管理できる色数にする方法として、デザイン要素を分解するときに必要な数のみを、利用するテクニックがあります。たとえば3色を利用したレイアウトはとても典型的で、背景色や文字テキスト、アクセントカラーとの組み合わせにも適しています。
以下のサンプル例は、ロゴデザインのコンセプトをまとめたものです。複数の色合いを利用して、手軽にデザインすることもできますが、より細部まで作りこまれたスタイルのため、2色の単色カラーを利用することで、ロゴをシンプルに保ち、レトロなデザインの邪魔にもなりません。
08. 色数を倍にしよう。
たとえばシリーズで行われるコンサート用フライヤーや、同じブランドでペアの商品ラベル(以下サンプル例)など、2つの関連するデザインを作成するときは、コントラストのある単色カラーパレットを用い、魅力的なエフェクトを実現することができます。それぞれのデザインは異なりますが、関連性をうまく伝えることができます。
以下のサンプル例は、ミネラルウォーターのラベルデザインで、カラーホイールの反対側から選んだ、青とオレンジ色の補色カラーの組み合わせを利用することで、コントラストを強化しています。カラー原則において補色カラーは、アートやデザイン要素のコントラストを、もっとも強調できるとされています。
単色、補色カラーの他にも、色の基本原則として合計6つの組み合わせ方が存在します。より詳しい解説については、こちらのエントリーで詳しく触れていますので、参考にどうぞ。
09. 「ほぼ単色カラー」も試してみよう。
テクニック1でも述べたように、単色カラーパレットのみに限定した色の組み合わせは、あまり実践的ではありません。ほんの少し融通をきかせて、単色カラーパレットのエッセンス、本質を残すことで、見た目も魅力的で、機能的なデザインに仕上げることができます。以下は、具体的ないくつかのデザインアプローチです。
アプローチ1 単色カラーパレット + アクセントカラー
単色で表現されたカラーパレットに、鮮やかな色を1色加えることで、重要な部分を強調し、より魅力的なデザインを追加できます。特にこのアプローチは、ロゴやお問い合わせ情報、ボタンなど、特定の目的に利用することが有効と言えるでしょう。
以下のサンプル例は、青色のアクセントカラーを加えることで、デザイナーの苗字をうまく強調した、名刺デザインとなっています。
もうひとつのサンプル例は、灰色をベースカラーとした単色カラーパレットではなく、ターコイズ色(英: Turquoise)を背景と文字テキストに利用しています。2色だけのシンプルな単色カラーパレットにすることで、やりすぎ感を抑えることができ、ブランドカラーのオレンジ色を、デコレーションの目的で利用しています。
アプローチ2 白黒デザイン
白黒カラーを単色カラーパレットに含んで良いのか、デザイナーよってそれぞれ意見は違うと思いますが(機能的には、黒は色がなく、白はすべての色の組み合わせで表現できるため)、もっとも基本的なカラーパレットとも言え、アクセントカラーを追加するのも、より手軽に行うことができます。

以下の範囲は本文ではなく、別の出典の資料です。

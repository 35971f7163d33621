use crate::error::{CalcError, Fault};
use crate::eval;
use crate::hook::{Hook, Outcome, TraceHook};
use crate::keys::{key_input, Key, KeyInput};
use crate::ops::{lookup, Kind, MemoryOp, Mode, Unary};
use crate::value::Number;

/// Name the hook sees for a backspace.
const BACKSPACE: &str = "BackSpace";
/// Name the hook sees for a clear.
const CLEAR: &str = "C";

/// The calculator: a display buffer, a memory register and the hook that
/// observes every token.
///
/// No operation fails: errors are written to the display and the engine
/// stays usable.
#[derive(Debug)]
pub struct Calculator<H = TraceHook> {
    display: String,
    memory: Number,
    hook: H,
}

impl Calculator<TraceHook> {
    pub fn new() -> Self {
        Calculator::with_hook(TraceHook)
    }
}

impl Default for Calculator<TraceHook> {
    fn default() -> Self {
        Calculator::new()
    }
}

impl<H: Hook> Calculator<H> {
    pub fn with_hook(hook: H) -> Self {
        Calculator {
            display: String::new(),
            memory: Number::default(),
            hook,
        }
    }

    /// The text currently shown.
    pub fn display(&self) -> &str {
        &self.display
    }

    pub fn memory(&self) -> Number {
        self.memory
    }

    pub fn hook(&self) -> &H {
        &self.hook
    }

    /// Handles one keypad token.
    pub fn handle_token(&mut self, token: &str) -> Outcome {
        self.observe(token, |calc| calc.dispatch(token))
    }

    /// Handles one key press. Keys without a meaning are ignored without
    /// reaching the hook.
    pub fn handle_key(&mut self, key: Key) -> Option<Outcome> {
        match key_input(key)? {
            KeyInput::Token(token) => Some(self.handle_token(token)),
            KeyInput::Backspace => Some(self.backspace()),
        }
    }

    fn observe<F>(&mut self, token: &str, handle: F) -> Outcome
    where
        F: FnOnce(&mut Self) -> Outcome,
    {
        self.hook.before(token, &self.display);
        let outcome = handle(self);
        self.hook.after(token, &outcome, &self.display);
        outcome
    }

    fn dispatch(&mut self, token: &str) -> Outcome {
        match lookup(token) {
            Some(Kind::Literal) => self.append(token),
            Some(Kind::Evaluate) => {
                let expression = self.display.trim().to_owned();
                self.evaluate(&expression)
            }
            Some(Kind::Clear) => self.erase_all(),
            Some(Kind::Unary { op, mode, .. }) => self.apply_unary(op, mode),
            Some(Kind::Memory(op)) => self.handle_memory(op),
            None => self.reject(CalcError::UnrecognizedToken(token.to_owned())),
        }
    }

    /// Appends text to the display as typed.
    pub fn append(&mut self, text: &str) -> Outcome {
        self.display.push_str(text);
        Outcome::Appended
    }

    /// Evaluates `expression` and shows the result.
    pub fn evaluate(&mut self, expression: &str) -> Outcome {
        match eval(expression) {
            Ok(value) => {
                self.show(value);
                Outcome::Evaluated
            }
            Err(err) => self.reject(err),
        }
    }

    /// Reads the display in `mode`, applies `op` and shows the result.
    pub fn apply_unary(&mut self, op: Unary, mode: Mode) -> Outcome {
        match mode.read(&self.display).and_then(|value| op.apply(value)) {
            Ok(value) => {
                self.show(value);
                Outcome::Applied(op)
            }
            Err(err) => self.reject(err),
        }
    }

    pub fn handle_memory(&mut self, op: MemoryOp) -> Outcome {
        match self.try_memory(op) {
            Ok(()) => Outcome::Memory(op),
            Err(err) => self.reject(err),
        }
    }

    fn try_memory(&mut self, op: MemoryOp) -> Result<(), CalcError> {
        let current = Number::parse_loose(&self.display).ok_or(CalcError::NoValue);
        match op {
            MemoryOp::Add => {
                self.memory = (self.memory + current?).finite()?;
                self.show(self.memory);
            }
            MemoryOp::Subtract => {
                self.memory = (self.memory - current?).finite()?;
                self.show(self.memory);
            }
            MemoryOp::Clear => self.memory = Number::default(),
            MemoryOp::Recall => self.show(self.memory),
        }
        Ok(())
    }

    pub fn clear(&mut self) -> Outcome {
        self.observe(CLEAR, |calc| calc.erase_all())
    }

    /// Removes the last character shown, if any.
    pub fn backspace(&mut self) -> Outcome {
        self.observe(BACKSPACE, |calc| calc.erase_last())
    }

    fn erase_all(&mut self) -> Outcome {
        self.display.clear();
        Outcome::Cleared
    }

    fn erase_last(&mut self) -> Outcome {
        match self.display.pop() {
            Some(_) => Outcome::Erased,
            None => Outcome::Ignored,
        }
    }

    fn show(&mut self, value: Number) {
        self.display = value.to_string();
    }

    fn reject(&mut self, err: CalcError) -> Outcome {
        tracing::debug!(error = %err, display = %self.display, "operation failed");
        let fault = Fault::from(err);
        self.display = fault.to_string();
        Outcome::Rejected(fault)
    }
}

比較として以下のサンプル例を確認してみましょう。ひとつは白黒カラーパレットのみでデザインされたウェブサイト、もうひとつは赤をアクセントカラーとして追加したサイトデザインです。
白黒カラーパレットを利用したデザインサンプル例を、こちらの記事では50種類まとめています、参考にどうぞ。
アプローチ3 同じカラーファミリー
専門的には単色カラーパレットではありませんが、同じカラーファミリーから色を選ぶことで、視覚的な調和や情報を、うまく整理することもできます。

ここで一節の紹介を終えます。